NP-hard has all problems that can be reduced in polynomial time from an NP to them.
Not quite: NP-hard consists of all problems to which every NP problem reduces.
Suppose $X\in \mathsf{P}$. If $\mathsf{P}\not=\mathsf{NP}$, then $SAT$ (for example) is not reducible to $X$. So $X$ is not $\mathsf{NP}$-hard: there are some problems in $\mathsf{NP}$ which do not reduce to $X$.
Note that the class of problems to which some problem in $\mathsf{NP}$ reduces is ... the class of all problems whatsoever! This is because (as you observe) once we discard the "edge cases" $\emptyset$ and $\mathbb{N}$, every problem in $\mathsf{P}$ is also in $\mathsf{NP}$, and problems in $\mathsf{P}$ are trivially reducible$^1$ to everything.
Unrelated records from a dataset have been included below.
use async_trait::async_trait;
use std::sync::{RwLock, RwLockReadGuard, RwLockWriteGuard};

use crate::errors::CoreError;
use crate::models::ledger::Ledger;
use crate::models::settings::Settings;

use super::encryption::KdfParams;
#[cfg(not(target_arch = "wasm32"))]
use super::manager::StorageManager;
use super::records::{self, Entity};
use super::traits::{Collection, Record, RecordStore};

/// Route a helper call to the ledger vector backing `collection`.
macro_rules! on_collection {
    ($collection:expr, ref $ledger:expr, $f:ident($($arg:expr),*)) => {
        match $collection {
            Collection::Funds => $f(&$ledger.funds $(, $arg)*),
            Collection::Transactions => $f(&$ledger.transactions $(, $arg)*),
            Collection::Sips => $f(&$ledger.sips $(, $arg)*),
            Collection::Deposits => $f(&$ledger.deposits $(, $arg)*),
            Collection::FinancialPlans => $f(&$ledger.plans $(, $arg)*),
            Collection::MonthlyInvestments => $f(&$ledger.monthly_investments $(, $arg)*),
        }
    };
    ($collection:expr, mut $ledger:expr, $f:ident($($arg:expr),*)) => {
        match $collection {
            Collection::Funds => $f(&mut $ledger.funds $(, $arg)*),
            Collection::Transactions => $f(&mut $ledger.transactions $(, $arg)*),
            Collection::Sips => $f(&mut $ledger.sips $(, $arg)*),
            Collection::Deposits => $f(&mut $ledger.deposits $(, $arg)*),
            Collection::FinancialPlans => $f(&mut $ledger.plans $(, $arg)*),
            Collection::MonthlyInvestments => $f(&mut $ledger.monthly_investments $(, $arg)*),
        }
    };
}

/// Encrypted-file location and credentials of a persisted local store.
#[derive(Clone)]
struct LedgerFile {
    path: std::path::PathBuf,
    password: String,
    kdf_params: KdfParams,
}

/// Record store backed by an in-memory `Ledger`, optionally persisted to an
/// encrypted `.optv` file after every write.
///
/// Records are decoded into their entity types on write, so a record that
/// does not fit its collection's schema is rejected instead of stored.
pub struct LocalStore {
    ledger: RwLock<Ledger>,
    file: Option<LedgerFile>,
}

impl std::fmt::Debug for LocalStore {
    fn fmt(&self, f: &mut std::fmt::Formatter<'_>) -> std::fmt::Result {
        f.debug_struct("LocalStore")
            .field("path", &self.file.as_ref().map(|file| &file.path))
            .finish()
    }
}

impl LocalStore {
    /// A store that lives only in memory.
    pub fn in_memory() -> Self {
        Self::from_ledger(Ledger::default())
    }

    pub fn from_ledger(ledger: Ledger) -> Self {
        Self {
            ledger: RwLock::new(ledger),
            file: None,
        }
    }

    /// Open (or start) an encrypted ledger file. A missing file yields an
    /// empty ledger that is created on the first write.
    #[cfg(not(target_arch = "wasm32"))]
    pub fn open(path: impl Into<std::path::PathBuf>, password: impl Into<String>) -> Result<Self, CoreError> {
        let path = path.into();
        let password = password.into();
        let ledger = if path.exists() {
            let ledger = StorageManager::load_from_file(&path, &password)?;
            log::info!("Loaded {} records from {}", ledger.record_count(), path.display());
            ledger
        } else {
            log::info!("No ledger at {}, starting empty", path.display());
            Ledger::default()
        };

        Ok(Self {
            ledger: RwLock::new(ledger),
            file: Some(LedgerFile {
                path,
                password,
                kdf_params: KdfParams::default(),
            }),
        })
    }

    /// Use different Argon2id costs for subsequent saves.
    pub fn with_kdf_params(mut self, kdf_params: KdfParams) -> Self {
        if let Some(file) = self.file.as_mut() {
            file.kdf_params = kdf_params;
        }
        self
    }

    /// A copy of the current ledger.
    pub fn snapshot(&self) -> Result<Ledger, CoreError> {
        Ok(self.read_guard()?.clone())
    }

    pub fn settings(&self) -> Result<Settings, CoreError> {
        Ok(self.read_guard()?.settings.clone())
    }

    pub fn set_settings(&self, settings: Settings) -> Result<(), CoreError> {
        self.mutate(|ledger| {
            ledger.settings = settings;
            Ok(())
        })
    }

    /// The whole ledger as pretty JSON (unencrypted, for export/debugging).
    pub fn export_json(&self) -> Result<String, CoreError> {
        serde_json::to_string_pretty(&*self.read_guard()?)
            .map_err(|e| CoreError::Serialization(format!("Failed to serialize ledger to JSON: {e}")))
    }

    /// Replace the ledger with one exported by `export_json`.
    pub fn import_json(&self, json: &str) -> Result<usize, CoreError> {
        let imported: Ledger = serde_json::from_str(json)?;
        let count = imported.record_count();
        self.mutate(|ledger| {
            *ledger = imported;
            Ok(())
        })?;
        Ok(count)
    }

    fn records(&self, collection: Collection) -> Result<Vec<Record>, CoreError> {
        let ledger = self.read_guard()?;
        on_collection!(collection, ref ledger, read_items())
    }

    fn read_guard(&self) -> Result<RwLockReadGuard<'_, Ledger>, CoreError> {
        self.ledger
            .read()
            .map_err(|_| CoreError::StoreUnavailable("local ledger lock poisoned".into()))
    }

    fn write_guard(&self) -> Result<RwLockWriteGuard<'_, Ledger>, CoreError> {
        self.ledger
            .write()
            .map_err(|_| CoreError::StoreUnavailable("local ledger lock poisoned".into()))
    }

    /// Apply a change and persist it; the change is rolled back if it fails
    /// or the file cannot be written.
    fn mutate<F>(&self, change: F) -> Result<(), CoreError>
    where
        F: FnOnce(&mut Ledger) -> Result<(), CoreError>,
    {
        let mut guard = self.write_guard()?;
        let before = guard.clone();

        let result = change(&mut guard).and_then(|()| self.persist(&guard));
        if result.is_err() {
            *guard = before;
        }
        result
    }

    #[cfg(not(target_arch = "wasm32"))]
    fn persist(&self, ledger: &Ledger) -> Result<(), CoreError> {
        match &self.file {
            Some(file) => {
                StorageManager::save_to_file(ledger, &file.path, &file.password, &file.kdf_params)?;
                log::debug!("Saved ledger to {}", file.path.display());
                Ok(())
            }
            None => Ok(()),
        }
    }

    #[cfg(target_arch = "wasm32")]
    fn persist(&self, _ledger: &Ledger) -> Result<(), CoreError> {
        Ok(())
    }
}

impl Default for LocalStore {
    fn default() -> Self {
        Self::in_memory()
    }
}

fn read_items<T: Entity>(items: &[T]) -> Result<Vec<Record>, CoreError> {
    items.iter().map(records::to_record).collect()
}

fn append_item<T: Entity>(items: &mut Vec<T>, record: Record) -> Result<(), CoreError> {
    let entity: T = records::from_record(record)?;
    if items.iter().any(|existing| existing.id() == entity.id()) {
        return Err(CoreError::ValidationError(format!(
            "A {} record with id {} already exists",
            T::COLLECTION,
            entity.id()
        )));
    }
    items.push(entity);
    Ok(())
}

fn update_item<T: Entity>(items: &mut [T], id: &str, fields: Record) -> Result<(), CoreError> {
    let slot = items
        .iter_mut()
        .find(|item| item.id().to_string() == id)
        .ok_or_else(|| CoreError::not_found(T::COLLECTION, id))?;

    let mut record = records::to_record(&*slot)?;
    records::merge_fields(&mut record, fields);
    *slot = records::from_record(record)?;
    Ok(())
}

fn delete_item<T: Entity>(items: &mut Vec<T>, id: &str) -> Result<(), CoreError> {
    let idx = items
        .iter()
        .position(|item| item.id().to_string() == id)
        .ok_or_else(|| CoreError::not_found(T::COLLECTION, id))?;
    items.remove(idx);
    Ok(())
}

#[cfg_attr(target_arch = "wasm32", async_trait(?Send))]
#[cfg_attr(not(target_arch = "wasm32"), async_trait)]
impl RecordStore for LocalStore {
    fn name(&self) -> &str {
        "LocalStore"
    }

    async fn read_all(&self, collection: Collection) -> Result<Vec<Record>, CoreError> {
        self.records(collection)
    }

    async fn append_record(&self, collection: Collection, record: Record) -> Result<(), CoreError> {
        self.mutate(|ledger| on_collection!(collection, mut ledger, append_item(record)))
    }

    async fn update_record(
        &self,
        collection: Collection,
        id: &str,
        fields: Record,
    ) -> Result<(), CoreError> {
        self.mutate(|ledger| on_collection!(collection, mut ledger, update_item(id, fields)))
    }

    async fn delete_record(&self, collection: Collection, id: &str) -> Result<(), CoreError> {
        self.mutate(|ledger| on_collection!(collection, mut ledger, delete_item(id)))
    }
}
use aes_gcm::{
    aead::{Aead, KeyInit},
    Aes256Gcm, Nonce,
};
use argon2::{Algorithm, Argon2, Params, Version};

use crate::errors::CoreError;

/// Argon2id parameters for key derivation.
/// Written into every file header so they can change between saves.
#[derive(Debug, Clone, Copy, PartialEq, Eq)]
pub struct KdfParams {
    /// Memory cost in KiB
    pub memory_cost: u32,
    /// Number of iterations
    pub time_cost: u32,
    /// Degree of parallelism
    pub parallelism: u32,
}

impl Default for KdfParams {
    fn default() -> Self {
        Self {
            memory_cost: 65_536, // 64 MiB
            time_cost: 3,
            parallelism: 4,
        }
    }
}

impl KdfParams {
    /// Minimal cost parameters. Only for tests and throwaway ledgers.
    pub fn fast() -> Self {
        Self {
            memory_cost: 1024,
            time_cost: 1,
            parallelism: 1,
        }
    }
}

/// Derive a 256-bit key from a password with Argon2id.
/// The salt must be random and fresh for every save.
pub fn derive_key(password: &str, salt: &[u8; 16], params: &KdfParams) -> Result<[u8; 32], CoreError> {
    let argon2_params = Params::new(params.memory_cost, params.time_cost, params.parallelism, Some(32))
        .map_err(|e| CoreError::Encryption(format!("Invalid Argon2 params: {e}")))?;

    let mut key = [0u8; 32];
    Argon2::new(Algorithm::Argon2id, Version::V0x13, argon2_params)
        .hash_password_into(password.as_bytes(), salt, &mut key)
        .map_err(|e| CoreError::Encryption(format!("Argon2 key derivation failed: {e}")))?;
    Ok(key)
}

/// AES-256-GCM encrypt. The 16-byte authentication tag is appended to the output.
pub fn encrypt(plaintext: &[u8], key: &[u8; 32], nonce: &[u8; 12]) -> Result<Vec<u8>, CoreError> {
    cipher(key)?
        .encrypt(Nonce::from_slice(nonce), plaintext)
        .map_err(|e| CoreError::Encryption(format!("Encryption failed: {e}")))
}

/// AES-256-GCM decrypt. A wrong password and a tampered file both surface
/// as `CoreError::Decryption`.
pub fn decrypt(ciphertext: &[u8], key: &[u8; 32], nonce: &[u8; 12]) -> Result<Vec<u8>, CoreError> {
    Ok(cipher(key)?.decrypt(Nonce::from_slice(nonce), ciphertext)?)
}

fn cipher(key: &[u8; 32]) -> Result<Aes256Gcm, CoreError> {
    Aes256Gcm::new_from_slice(key)
        .map_err(|e| CoreError::Encryption(format!("Failed to create cipher: {e}")))
}

/// Fill a fixed-size buffer from the OS CSPRNG (salts and nonces).
pub fn random_bytes<const N: usize>() -> Result<[u8; N], CoreError> {
    let mut buf = [0u8; N];
    getrandom::getrandom(&mut buf)
        .map_err(|e| CoreError::Encryption(format!("Failed to generate random bytes: {e}")))?;
    Ok(buf)
}
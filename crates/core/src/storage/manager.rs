use crate::errors::CoreError;
use crate::models::ledger::Ledger;

use super::encryption::{self, KdfParams};
use super::format;

/// Saves and loads the ledger as encrypted bytes or files.
pub struct StorageManager;

impl StorageManager {
    /// Encrypt a ledger with the default key-derivation cost.
    pub fn save_to_bytes(ledger: &Ledger, password: &str) -> Result<Vec<u8>, CoreError> {
        Self::save_to_bytes_with(ledger, password, &KdfParams::default())
    }

    /// Ledger → bincode → AES-256-GCM(Argon2id(password)) → OPTV bytes.
    pub fn save_to_bytes_with(
        ledger: &Ledger,
        password: &str,
        kdf_params: &KdfParams,
    ) -> Result<Vec<u8>, CoreError> {
        let plaintext = bincode::serialize(ledger)
            .map_err(|e| CoreError::Serialization(format!("Failed to serialize ledger: {e}")))?;

        let salt = encryption::random_bytes::<16>()?;
        let nonce = encryption::random_bytes::<12>()?;
        let key = encryption::derive_key(password, &salt, kdf_params)?;
        let ciphertext = encryption::encrypt(&plaintext, &key, &nonce)?;

        Ok(format::write_file(
            format::CURRENT_VERSION,
            kdf_params,
            &salt,
            &nonce,
            &ciphertext,
        ))
    }

    /// OPTV bytes → header → Argon2id(password, salt) → decrypt → bincode → Ledger.
    pub fn load_from_bytes(data: &[u8], password: &str) -> Result<Ledger, CoreError> {
        let (header, ciphertext) = format::read_file(data)?;
        let key = encryption::derive_key(password, &header.salt, &header.kdf_params)?;
        let plaintext = encryption::decrypt(ciphertext, &key, &header.nonce)?;

        bincode::deserialize(&plaintext)
            .map_err(|e| CoreError::Deserialization(format!("Failed to deserialize ledger: {e}")))
    }

    /// Write the encrypted ledger to disk (native only).
    ///
    /// Writes a sibling `.optv.tmp` file, then renames it over `path`.
    #[cfg(not(target_arch = "wasm32"))]
    pub fn save_to_file(
        ledger: &Ledger,
        path: &std::path::Path,
        password: &str,
        kdf_params: &KdfParams,
    ) -> Result<(), CoreError> {
        let bytes = Self::save_to_bytes_with(ledger, password, kdf_params)?;
        let tmp = path.with_extension(format!("{}.tmp", format::FILE_EXTENSION));
        std::fs::write(&tmp, bytes)?;
        std::fs::rename(&tmp, path)?;
        Ok(())
    }

    /// Read and decrypt a ledger file (native only).
    #[cfg(not(target_arch = "wasm32"))]
    pub fn load_from_file(path: &std::path::Path, password: &str) -> Result<Ledger, CoreError> {
        let bytes = std::fs::read(path)?;
        Self::load_from_bytes(&bytes, password)
    }
}
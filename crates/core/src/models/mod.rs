pub mod analytics;
pub mod chart;
pub mod deposit;
pub mod fund;
pub mod ledger;
pub mod monthly;
pub mod plan;
pub mod settings;
pub mod sip;
pub mod transaction;
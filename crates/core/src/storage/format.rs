use crate::errors::CoreError;
use super::encryption::KdfParams;

/// Magic bytes identifying an Optivest ledger file.
pub const MAGIC: &[u8; 4] = b"OPTV";

/// Current file format version.
pub const CURRENT_VERSION: u16 = 1;

/// Conventional file extension for ledger files.
pub const FILE_EXTENSION: &str = "optv";

/// Header size in bytes:
/// magic(4) + version(2) + kdf_params(12) + salt(16) + nonce(12) + payload_len(8) = 54
pub const HEADER_SIZE: usize = 54;

/// Bounds accepted for KDF parameters read from a file, so a crafted header
/// cannot make key derivation allocate unbounded memory.
const MEMORY_COST_KIB: std::ops::RangeInclusive<u32> = 8..=1_048_576;
const TIME_COST: std::ops::RangeInclusive<u32> = 1..=20;
const PARALLELISM: std::ops::RangeInclusive<u32> = 1..=16;

/// Header of an encrypted ledger file.
#[derive(Debug)]
pub struct FileHeader {
    pub version: u16,
    pub kdf_params: KdfParams,
    pub salt: [u8; 16],
    pub nonce: [u8; 12],
    pub payload_len: u64,
}

/// Assemble a ledger file from its header fields and encrypted payload.
///
/// Layout (all integers little-endian):
/// ```text
/// [OPTV: 4B] [version: 2B] [memory_cost: 4B] [time_cost: 4B] [parallelism: 4B]
/// [salt: 16B] [nonce: 12B] [payload_len: 8B] [payload: variable]
/// ```
pub fn write_file(
    version: u16,
    kdf_params: &KdfParams,
    salt: &[u8; 16],
    nonce: &[u8; 12],
    payload: &[u8],
) -> Vec<u8> {
    let mut buf = Vec::with_capacity(HEADER_SIZE + payload.len());
    buf.extend_from_slice(MAGIC);
    buf.extend_from_slice(&version.to_le_bytes());
    for param in [kdf_params.memory_cost, kdf_params.time_cost, kdf_params.parallelism] {
        buf.extend_from_slice(&param.to_le_bytes());
    }
    buf.extend_from_slice(salt);
    buf.extend_from_slice(nonce);
    buf.extend_from_slice(&(payload.len() as u64).to_le_bytes());
    buf.extend_from_slice(payload);
    buf
}

/// Parse a ledger file, returning its header and the encrypted payload.
pub fn read_file(data: &[u8]) -> Result<(FileHeader, &[u8]), CoreError> {
    if data.len() < HEADER_SIZE {
        return Err(CoreError::InvalidFileFormat(format!(
            "File too small to be a ledger file ({} bytes)",
            data.len()
        )));
    }

    let mut cursor = Cursor { data, pos: 0 };

    if cursor.take::<4>()? != *MAGIC {
        return Err(CoreError::InvalidFileFormat(
            "Invalid magic bytes: not an Optivest ledger file".into(),
        ));
    }

    let version = u16::from_le_bytes(cursor.take()?);
    if version == 0 || version > CURRENT_VERSION {
        return Err(CoreError::UnsupportedVersion(version));
    }

    let kdf_params = KdfParams {
        memory_cost: u32::from_le_bytes(cursor.take()?),
        time_cost: u32::from_le_bytes(cursor.take()?),
        parallelism: u32::from_le_bytes(cursor.take()?),
    };
    check_range("memory_cost", kdf_params.memory_cost, &MEMORY_COST_KIB)?;
    check_range("time_cost", kdf_params.time_cost, &TIME_COST)?;
    check_range("parallelism", kdf_params.parallelism, &PARALLELISM)?;

    let salt = cursor.take::<16>()?;
    let nonce = cursor.take::<12>()?;
    let payload_len = u64::from_le_bytes(cursor.take()?);

    let remaining = cursor.remaining();
    if (remaining.len() as u64) < payload_len {
        return Err(CoreError::InvalidFileFormat(format!(
            "File truncated: expected {payload_len} payload bytes, got {}",
            remaining.len()
        )));
    }
    let payload = &remaining[..payload_len as usize];

    Ok((
        FileHeader {
            version,
            kdf_params,
            salt,
            nonce,
            payload_len,
        },
        payload,
    ))
}

fn check_range(name: &str, value: u32, range: &std::ops::RangeInclusive<u32>) -> Result<(), CoreError> {
    if range.contains(&value) {
        Ok(())
    } else {
        Err(CoreError::InvalidFileFormat(format!(
            "KDF {name} out of safe range: {value} (expected {}..={})",
            range.start(),
            range.end()
        )))
    }
}

struct Cursor<'a> {
    data: &'a [u8],
    pos: usize,
}

impl<'a> Cursor<'a> {
    fn take<const N: usize>(&mut self) -> Result<[u8; N], CoreError> {
        let end = self.pos + N;
        let bytes: [u8; N] = self
            .data
            .get(self.pos..end)
            .and_then(|s| s.try_into().ok())
            .ok_or_else(|| CoreError::InvalidFileFormat(format!("Unexpected end of header at byte {}", self.pos)))?;
        self.pos = end;
        Ok(bytes)
    }

    fn remaining(&self) -> &'a [u8] {
        &self.data[self.pos..]
    }
}
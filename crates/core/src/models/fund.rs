use chrono::NaiveDate;
use serde::{Deserialize, Serialize};
use uuid::Uuid;

use crate::storage::records::Entity;
use crate::storage::traits::Collection;

/// Mutual fund category.
#[derive(Debug, Clone, Copy, PartialEq, Eq, PartialOrd, Ord, Hash, Serialize, Deserialize)]
pub enum FundCategory {
    #[serde(rename = "Large Cap")]
    LargeCap,
    #[serde(rename = "Mid Cap")]
    MidCap,
    #[serde(rename = "Small Cap")]
    SmallCap,
    #[serde(rename = "Multi Cap")]
    MultiCap,
    #[serde(rename = "ELSS")]
    Elss,
    Debt,
    Hybrid,
    Index,
    Other,
}

impl std::fmt::Display for FundCategory {
    fn fmt(&self, f: &mut std::fmt::Formatter<'_>) -> std::fmt::Result {
        match self {
            FundCategory::LargeCap => write!(f, "Large Cap"),
            FundCategory::MidCap => write!(f, "Mid Cap"),
            FundCategory::SmallCap => write!(f, "Small Cap"),
            FundCategory::MultiCap => write!(f, "Multi Cap"),
            FundCategory::Elss => write!(f, "ELSS"),
            FundCategory::Debt => write!(f, "Debt"),
            FundCategory::Hybrid => write!(f, "Hybrid"),
            FundCategory::Index => write!(f, "Index"),
            FundCategory::Other => write!(f, "Other"),
        }
    }
}

/// Risk level as declared by the fund house.
#[derive(Debug, Clone, Copy, PartialEq, Eq, Hash, Serialize, Deserialize)]
pub enum RiskLevel {
    Low,
    Medium,
    High,
}

impl std::fmt::Display for RiskLevel {
    fn fmt(&self, f: &mut std::fmt::Formatter<'_>) -> std::fmt::Result {
        match self {
            RiskLevel::Low => write!(f, "Low"),
            RiskLevel::Medium => write!(f, "Medium"),
            RiskLevel::High => write!(f, "High"),
        }
    }
}

/// A registered mutual fund and the units currently held in it.
///
/// `units` starts at whatever was held when the fund was registered and is
/// moved by every recorded buy or sell (never below zero). `current_nav` is
/// refreshed externally.
#[derive(Debug, Clone, PartialEq, Serialize, Deserialize)]
pub struct Fund {
    /// Unique identifier
    pub id: Uuid,

    /// Display name (e.g., "HDFC Top 100 Fund")
    pub name: String,

    pub category: FundCategory,

    /// Asset management company (e.g., "HDFC Mutual Fund")
    pub fund_house: String,

    /// Latest net asset value per unit (> 0)
    pub current_nav: f64,

    /// Units held (>= 0)
    pub units: f64,

    pub risk_level: RiskLevel,

    /// Optional scheme code (e.g., "HDFC100")
    #[serde(default)]
    pub fund_code: Option<String>,

    #[serde(default)]
    pub description: Option<String>,

    /// Date the fund was registered
    #[serde(default)]
    pub date_added: Option<NaiveDate>,
}

impl Fund {
    /// Register a new fund with zero units.
    pub fn new(
        name: impl Into<String>,
        category: FundCategory,
        fund_house: impl Into<String>,
        current_nav: f64,
        risk_level: RiskLevel,
    ) -> Self {
        Self {
            id: Uuid::new_v4(),
            name: name.into(),
            category,
            fund_house: fund_house.into(),
            current_nav,
            units: 0.0,
            risk_level,
            fund_code: None,
            description: None,
            date_added: Some(chrono::Utc::now().date_naive()),
        }
    }

    pub fn with_code(mut self, code: impl Into<String>) -> Self {
        self.fund_code = Some(code.into());
        self
    }
}

impl Entity for Fund {
    const COLLECTION: Collection = Collection::Funds;

    fn id(&self) -> Uuid {
        self.id
    }
}
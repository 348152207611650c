use thiserror::Error;

/// Unified error type for the entire optivest-core library.
/// Every public fallible function returns `Result<T, CoreError>`.
#[derive(Debug, Error)]
pub enum CoreError {
    // ── Calculation ─────────────────────────────────────────────────
    #[error("Invalid argument: {0}")]
    InvalidArgument(String),

    #[error("Division by zero: {0}")]
    DivisionByZero(String),

    #[error("Invalid projection: {0}")]
    InvalidProjection(String),

    // ── Records / Business Logic ────────────────────────────────────
    #[error("Validation failed: {0}")]
    ValidationError(String),

    #[error("Record not found in {collection}: {id}")]
    RecordNotFound { collection: String, id: String },

    // ── Record Store ────────────────────────────────────────────────
    #[error("Record store unavailable: {0}")]
    StoreUnavailable(String),

    #[error("API error ({provider}): {message}")]
    Api { provider: String, message: String },

    // ── Local File ──────────────────────────────────────────────────
    #[error("Invalid file format: {0}")]
    InvalidFileFormat(String),

    #[error("Unsupported file version: {0}")]
    UnsupportedVersion(u16),

    #[error("Encryption failed: {0}")]
    Encryption(String),

    #[error("Decryption failed: wrong password or corrupted file")]
    Decryption,

    #[error("Serialization error: {0}")]
    Serialization(String),

    #[error("Deserialization error: {0}")]
    Deserialization(String),

    #[error("File I/O error: {0}")]
    FileIO(String),
}

impl CoreError {
    pub(crate) fn invalid(message: impl Into<String>) -> Self {
        CoreError::InvalidArgument(message.into())
    }

    pub(crate) fn not_found(collection: impl std::fmt::Display, id: impl std::fmt::Display) -> Self {
        CoreError::RecordNotFound {
            collection: collection.to_string(),
            id: id.to_string(),
        }
    }
}

// ── Conversion helpers (From impls) ─────────────────────────────────

impl From<std::io::Error> for CoreError {
    fn from(e: std::io::Error) -> Self {
        CoreError::FileIO(e.to_string())
    }
}

impl From<bincode::Error> for CoreError {
    fn from(e: bincode::Error) -> Self {
        CoreError::Serialization(e.to_string())
    }
}

impl From<serde_json::Error> for CoreError {
    fn from(e: serde_json::Error) -> Self {
        CoreError::Deserialization(e.to_string())
    }
}

impl From<reqwest::Error> for CoreError {
    fn from(e: reqwest::Error) -> Self {
        // reqwest errors carry full URLs; access tokens may sit in the query string.
        let msg = e.to_string();
        let sanitized = if let Some(idx) = msg.find('?') {
            format!("{}?<query redacted>", &msg[..idx])
        } else {
            msg
        };
        CoreError::StoreUnavailable(sanitized)
    }
}

impl From<aes_gcm::Error> for CoreError {
    fn from(_: aes_gcm::Error) -> Self {
        CoreError::Decryption
    }
}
$^1$With respect to polynomial-time many-one reducibility. Change the reducibility, and you potentially change the situation. E.g. $\mathsf{P}$ is $\mathsf{NP}$-hard with respect to exponential-time many-one reducibility, since with respect to this reducibility all problems in $\mathsf{NP}$ are trivial.
- The "many-one" bit is why $\emptyset$ and $\mathbb{N}$ are problematic: no nonempty set is many-one reducible to $\emptyset$, and dually no no set other than $\mathbb{N}$ is many-one reducible to $\mathbb{N}$. This annoyance goes away with more intricate reducibilities, like (variations of) Turing reducibility: literally every problem in $\mathsf{P}$ is reducible to everything with respect to polynomial-time Turing reducibility.
In complexity theory, the default reducibility notion is polynomial-time many-one reducibility. So if we just say "$\mathsf{NP}$-hard" we mean with respect to that reducibility - in which case "there is an $\mathsf{NP}$-hard problem in $\mathsf{P}$" is equivalent to $\mathsf{P=NP}$.